Comédie dramatique de David Lindsay-Abaire, mise en scène de Anne Bourgeois, avec Miou-Miou, Patrick Catalifp, Brigitte Catillon, Aïssa Maïga, Isabelle de Botton et Julien Personnaz.
"Des gens bien" est l'adaptation de "Good People" de David Lindsay-Abaire, lauréat du Prix Pulitzer en 2007 pour sa pièce "Rabbit hole".
Dans un des quartiers pauvres du sud de Boston, Margaret, la mère célibataire d'une jeune adulte handicapée mentale, se fait licencier de son emploi au One Dollar Store en raison de ses retards répétés.
Lorsqu'elle retrouve ses amies et leur parle de ses difficultés, celles-ci vont lui suggérer des moyens de s'en sortir. Jeannie, alors qu'elle était embauchée comme extra lors d'une soirée de gala, a eu la surprise de retrouver Mike, un ancien amour de jeunesse de Margaret devenu médecin.
Pour lui l’ascenseur social a pleinement fonctionné, et il y a longtemps qu'il a quitté les quartiers sud pour s'installer dans la grande demeure d'un quartier huppé de Boston, Chestnut Hill, avec sa jeune femme noire, Kate. "Pourquoi ne pas aller lui demander du travail ?"
Pour "Des gens bien", David Lindsay-Abaire, qui a lui-même grandi dans le "Southie', s'est inspiré des lieux et personnages hauts en couleur de son enfance. Sa pièce est une des rares œuvres américaines à traiter de la condition des personnages en terme de classe sociale plutôt que par le biais du communautarisme.
L'adaptation de Gérald Bourgeois répond aux attentes qu'on peut avoir par rapport à une telle oeuvre, c'est-à-dire un langage direct, simple, fluide mais corrosif et sous-tendu d'un humour un peu désespéré.

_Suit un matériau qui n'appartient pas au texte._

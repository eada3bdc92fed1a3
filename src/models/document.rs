use chrono::{DateTime, Utc};
use serde::{Deserialize, Serialize};
use serde_json::{Map, Value};
use uuid::Uuid;

/// A persisted record in a document collection.
///
/// Field values are kept as raw JSON so any model can be stored in the same
/// table. Enumerated attributes are plain strings inside `fields`; nothing
/// stops application code from assigning an arbitrary value with [`Document::set`],
/// only the generated mutators check the declared tokens.
#[derive(Debug, Clone, PartialEq, Serialize, Deserialize)]
pub struct Document {
    pub id: Uuid,
    /// Name of the model this document was instantiated from.
    pub model: String,
    pub collection: String,
    pub fields: Map<String, Value>,
    pub created_at: DateTime<Utc>,
    pub updated_at: DateTime<Utc>,
}

impl Document {
    pub fn new(model: impl Into<String>, collection: impl Into<String>) -> Self {
        let now = Utc::now();
        Self {
            id: Uuid::new_v4(),
            model: model.into(),
            collection: collection.into(),
            fields: Map::new(),
            created_at: now,
            updated_at: now,
        }
    }

    pub fn get(&self, field: &str) -> Option<&Value> {
        self.fields.get(field)
    }

    /// String value of a field, `None` when absent or not a string.
    pub fn get_str(&self, field: &str) -> Option<&str> {
        self.fields.get(field).and_then(Value::as_str)
    }

    /// Assign a field in memory. Does not touch the store.
    pub fn set(&mut self, field: impl Into<String>, value: impl Into<Value>) {
        self.fields.insert(field.into(), value.into());
    }
}

/// Input for inserting a document directly through the database.
#[derive(Debug, Clone, Default, Serialize, Deserialize)]
pub struct CreateDocumentInput {
    pub model: String,
    pub collection: String,
    #[serde(default)]
    pub fields: Map<String, Value>,
}
//! Wire types shared by the authentication endpoints.

use serde::{Deserialize, Serialize};

/// User profile returned by the server. Opaque passthrough value - cached
/// alongside the session, refetchable, never validated locally.
#[derive(Debug, Clone, PartialEq, Eq, Serialize, Deserialize)]
pub struct User {
    pub id: String,
    pub email: String,
    pub name: String,
}

/// Canonical response shape of every issuing endpoint
/// (signup, login, google, hardcoded-login, refresh).
#[derive(Debug, Clone, Deserialize)]
pub struct AuthResponse {
    #[serde(default)]
    pub message: String,
    pub token: String,
    #[serde(rename = "refreshToken")]
    pub refresh_token: String,
    pub user: User,
}
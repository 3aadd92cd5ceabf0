//! Authentication module for managing user sessions and credentials.
//!
//! This module provides:
//! - `Session`: token pair lifecycle with expiry inspection
//! - `CredentialStore`: durable key-value storage behind a trait seam,
//!   with file, OS-keychain, and in-memory backends
//!
//! The store is the source of truth; every session read consults it, so the
//! last write wins across overlapping refreshes.

pub mod session;
pub mod store;

pub use session::{Session, SessionTokens};
pub use store::{CredentialStore, FileStore, KeyringStore, MemoryStore};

Anne Bourgeois tire de ce texte, élaboré sous forme de tableaux, une énergique mise en scène. Les personnages, bien que projetés dans des lieux de leur vie de tous les jours, ne restent pas comme ancrés dans leurs habitudes. Les gestes du quotidien rythment les échanges entre eux et accentuent les mouvements.
Les décors de Nicolas Sire sont, en ce sens, importants et tout à fait réussis pour que le spectateur puisse se projeter dans l'univers des personnages, nonobstant la lourde machinerie imposée par les changements de plateau qui brise légèrement le rythme de la mise en scène.
Les acteurs réalisent un sans-faute, Miou-Miou en tête, qui revient au théâtre après plusieurs années d'absence, dans le rôle de Margaret. Si la scène d'ouverture, dans laquelle Margaret se fait licencier par son jeune patron Stevie, interprété par Julien Personnaz,
déjà remarqué dans "Les cartes du Pouvoir", manque légèrement de rythme entre les deux acteurs, on constate déjà l'attention portée par Anne Bourgeois aux détails dans la direction des acteurs, les mains qui bougent nerveusement pour Stevie ou les regards perdus et les sourires tristes pour Margaret.
Les confrontations entre Margaret et Mike, interprété par Patrick Catafilo, atteignent un niveau de naturel qu'on ne rencontre que rarement sur une scène de théâtre. Les répliques atteignent leur but à chaque fois, avec leurs sous-entendus remplis de fiel.
Complémentaires et en parfaite harmonie de jeu, Miou-Miou et Patrick Catafilo interprètent avec une justesse remarquable une composition qui semble taillée sur mesure pour eux deux.
Les autres acteurs ne demeurent d'ailleurs pas en reste, avec des personnages aux traits bien marqués. Isabelle de Botton trouve un rôle à la hauteur de la gouaille qu'on lui connait. Brigitte Catillon joue avec subtilité le rôle d'une femme, entre force et aigreur, qui se bat dans la vie. Aïssa Maïga apporte une touche de sophistication sous la personnalité à fleur de peau de Kate. Enfin, Julien Personnaz habille Stevie d'une belle humanité sensible.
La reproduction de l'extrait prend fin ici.